- REQUIRED WORK -
Each entry in the listing below should be restated word for word.

- RAW DATA -
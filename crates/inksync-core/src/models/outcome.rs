//! Per-item outcomes and the partitioned batch result

use serde::{Deserialize, Serialize};
use serde_json::Value;
use std::fmt;

use super::StoredEntity;
use crate::error::Error;

/// Why an item ended up in `failed`
#[derive(Debug, Clone, PartialEq, Eq)]
pub enum FailureReason {
    /// Not reconciled before the batch deadline
    Timeout,
    /// Entity class unknown or not registered
    UnsupportedType,
    /// Payload shape is wrong for the entity class
    InvalidPayload(String),
    /// Record is missing its payload or client timestamp
    InvalidRecord(String),
    /// Store failure; safe to resubmit
    PersistenceFailed(String),
    /// Fault inside the engine itself
    Internal(String),
}

impl FailureReason {
    pub const fn code(&self) -> &'static str {
        match self {
            Self::Timeout => "timeout",
            Self::UnsupportedType => "unsupported_type",
            Self::InvalidPayload(_) => "invalid_payload",
            Self::InvalidRecord(_) => "invalid_record",
            Self::PersistenceFailed(_) => "persistence_failed",
            Self::Internal(_) => "internal_error",
        }
    }

    pub fn detail(&self) -> Option<&str> {
        match self {
            Self::Timeout | Self::UnsupportedType => None,
            Self::InvalidPayload(detail)
            | Self::InvalidRecord(detail)
            | Self::PersistenceFailed(detail)
            | Self::Internal(detail) => Some(detail.as_str()),
        }
    }
}

impl fmt::Display for FailureReason {
    fn fmt(&self, f: &mut fmt::Formatter<'_>) -> fmt::Result {
        match self.detail() {
            Some(detail) => write!(f, "{}: {detail}", self.code()),
            None => f.write_str(self.code()),
        }
    }
}

impl From<&Error> for FailureReason {
    fn from(error: &Error) -> Self {
        match error {
            Error::Cancelled => Self::Timeout,
            Error::InvalidPayload(detail) => Self::InvalidPayload(detail.clone()),
            Error::Store(_) | Error::Contention { .. } | Error::LibSql(_) | Error::Io(_) => {
                Self::PersistenceFailed(error.to_string())
            }
            Error::InvalidEnvelope(_) | Error::Serialization(_) | Error::Cache(_) => {
                Self::Internal(error.to_string())
            }
        }
    }
}

/// What reconciling one record produced
#[derive(Debug, Clone, PartialEq, Eq)]
pub enum ItemOutcome {
    Accepted,
    Conflict {
        server_state: StoredEntity,
        client_state: Value,
    },
    Failed(FailureReason),
}

impl ItemOutcome {
    pub const fn failed(reason: FailureReason) -> Self {
        Self::Failed(reason)
    }

    pub const fn label(&self) -> &'static str {
        match self {
            Self::Accepted => "accepted",
            Self::Conflict { .. } => "conflict",
            Self::Failed(_) => "failed",
        }
    }
}

/// Outcome of the item at `index` in the submitted batch
#[derive(Debug, Clone, PartialEq, Eq)]
pub struct Resolution {
    pub index: usize,
    pub id: String,
    pub outcome: ItemOutcome,
}

impl Resolution {
    pub fn new(index: usize, id: impl Into<String>, outcome: ItemOutcome) -> Self {
        Self {
            index,
            id: id.into(),
            outcome,
        }
    }
}

#[derive(Debug, Clone, PartialEq, Eq, Serialize, Deserialize)]
#[serde(rename_all = "camelCase")]
pub struct ConflictEntry {
    pub id: String,
    pub server_state: StoredEntity,
    pub client_state: Value,
}

#[derive(Debug, Clone, PartialEq, Eq, Serialize, Deserialize)]
pub struct FailedEntry {
    pub id: String,
    pub reason: String,
}

/// Partitioned result of one batch. Every submitted item appears in exactly
/// one of the three lists, in submission order within each list.
#[derive(Debug, Clone, Default, PartialEq, Eq, Serialize, Deserialize)]
pub struct BatchResult {
    pub accepted: Vec<String>,
    pub conflicts: Vec<ConflictEntry>,
    pub failed: Vec<FailedEntry>,
}

impl BatchResult {
    /// Partition resolutions, ordering them by submission index.
    pub fn from_resolutions(resolutions: impl IntoIterator<Item = Resolution>) -> Self {
        let mut resolutions: Vec<Resolution> = resolutions.into_iter().collect();
        resolutions.sort_by_key(|resolution| resolution.index);

        let mut result = Self::default();
        for resolution in resolutions {
            match resolution.outcome {
                ItemOutcome::Accepted => result.accepted.push(resolution.id),
                ItemOutcome::Conflict {
                    server_state,
                    client_state,
                } => result.conflicts.push(ConflictEntry {
                    id: resolution.id,
                    server_state,
                    client_state,
                }),
                ItemOutcome::Failed(reason) => result.failed.push(FailedEntry {
                    id: resolution.id,
                    reason: reason.to_string(),
                }),
            }
        }
        result
    }

    /// Number of items accounted for across all three lists
    pub fn len(&self) -> usize {
        self.accepted.len() + self.conflicts.len() + self.failed.len()
    }

    pub fn is_empty(&self) -> bool {
        self.len() == 0
    }
}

- RESPONSE -
filename crates/inksync-core/src/models/outcome.rs
//! Per-item outcomes and the partitioned batch result

use serde::{Deserialize, Serialize};
use serde_json::Value;
use std::fmt;

use super::StoredEntity;
use crate::error::Error;

/// Why an item ended up in `failed`
#[derive(Debug, Clone, PartialEq, Eq)]
pub enum FailureReason {
    /// Not reconciled before the batch deadline
    Timeout,
    /// Entity class unknown or not registered
    UnsupportedType,
    /// Payload shape is wrong for the entity class
    InvalidPayload(String),
    /// Record is missing its payload or client timestamp
    InvalidRecord(String),
    /// Store failure; safe to resubmit
    PersistenceFailed(String),
    /// Fault inside the engine itself
    Internal(String),
}

impl FailureReason {
    pub const fn code(&self) -> &'static str {
        match self {
            Self::Timeout => "timeout",
            Self::UnsupportedType => "unsupported_type",
            Self::InvalidPayload(_) => "invalid_payload",
            Self::InvalidRecord(_) => "invalid_record",
            Self::PersistenceFailed(_) => "persistence_failed",
            Self::Internal(_) => "internal_error",
        }
    }

    pub fn detail(&self) -> Option<&str> {
        match self {
            Self::Timeout | Self::UnsupportedType => None,
            Self::InvalidPayload(detail)
            | Self::InvalidRecord(detail)
            | Self::PersistenceFailed(detail)
            | Self::Internal(detail) => Some(detail.as_str()),
        }
    }
}

impl fmt::Display for FailureReason {
    fn fmt(&self, f: &mut fmt::Formatter<'_>) -> fmt::Result {
        match self.detail() {
            Some(detail) => write!(f, "{}: {detail}", self.code()),
            None => f.write_str(self.code()),
        }
    }
}

impl From<&Error> for FailureReason {
    fn from(error: &Error) -> Self {
        match error {
            Error::Cancelled => Self::Timeout,
            Error::InvalidPayload(detail) => Self::InvalidPayload(detail.clone()),
            Error::Store(_) | Error::Contention { .. } | Error::LibSql(_) | Error::Io(_) => {
                Self::PersistenceFailed(error.to_string())
            }
            Error::InvalidEnvelope(_) | Error::Serialization(_) | Error::Cache(_) => {
                Self::Internal(error.to_string())
            }
        }
    }
}

/// What reconciling one record produced
#[derive(Debug, Clone, PartialEq, Eq)]
pub enum ItemOutcome {
    Accepted,
    Conflict {
        server_state: StoredEntity,
        client_state: Value,
    },
    Failed(FailureReason),
}

impl ItemOutcome {
    pub const fn failed(reason: FailureReason) -> Self {
        Self::Failed(reason)
    }

    pub const fn label(&self) -> &'static str {
        match self {
            Self::Accepted => "accepted",
            Self::Conflict { .. } => "conflict",
            Self::Failed(_) => "failed",
        }
    }
}

/// Outcome of the item at `index` in the submitted batch
#[derive(Debug, Clone, PartialEq, Eq)]
pub struct Resolution {
    pub index: usize,
    pub id: String,
    pub outcome: ItemOutcome,
}

impl Resolution {
    pub fn new(index: usize, id: impl Into<String>, outcome: ItemOutcome) -> Self {
        Self {
            index,
            id: id.into(),
            outcome,
        }
    }
}

#[derive(Debug, Clone, PartialEq, Eq, Serialize, Deserialize)]
#[serde(rename_all = "camelCase")]
pub struct ConflictEntry {
    pub id: String,
    pub server_state: StoredEntity,
    pub client_state: Value,
}

#[derive(Debug, Clone, PartialEq, Eq, Serialize, Deserialize)]
pub struct FailedEntry {
    pub id: String,
    pub reason: String,
}

/// Partitioned result of one batch. Every submitted item appears in exactly
/// one of the three lists, in submission order within each list.
#[derive(Debug, Clone, Default, PartialEq, Eq, Serialize, Deserialize)]
pub struct BatchResult {
    pub accepted: Vec<String>,
    pub conflicts: Vec<ConflictEntry>,
    pub failed: Vec<FailedEntry>,
}

impl BatchResult {
    /// Partition resolutions, ordering them by submission index.
    pub fn from_resolutions(resolutions: impl IntoIterator<Item = Resolution>) -> Self {
        let mut resolutions: Vec<Resolution> = resolutions.into_iter().collect();
        resolutions.sort_by_key(|resolution| resolution.index);

        let mut result = Self::default();
        for resolution in resolutions {
            match resolution.outcome {
                ItemOutcome::Accepted => result.accepted.push(resolution.id),
                ItemOutcome::Conflict {
                    server_state,
                    client_state,
                } => result.conflicts.push(ConflictEntry {
                    id: resolution.id,
                    server_state,
                    client_state,
                }),
                ItemOutcome::Failed(reason) => result.failed.push(FailedEntry {
                    id: resolution.id,
                    reason: reason.to_string(),
                }),
            }
        }
        result
    }

    /// Number of items accounted for across all three lists
    pub fn len(&self) -> usize {
        self.accepted.len() + self.conflicts.len() + self.failed.len()
    }

    pub fn is_empty(&self) -> bool {
        self.len() == 0
    }
}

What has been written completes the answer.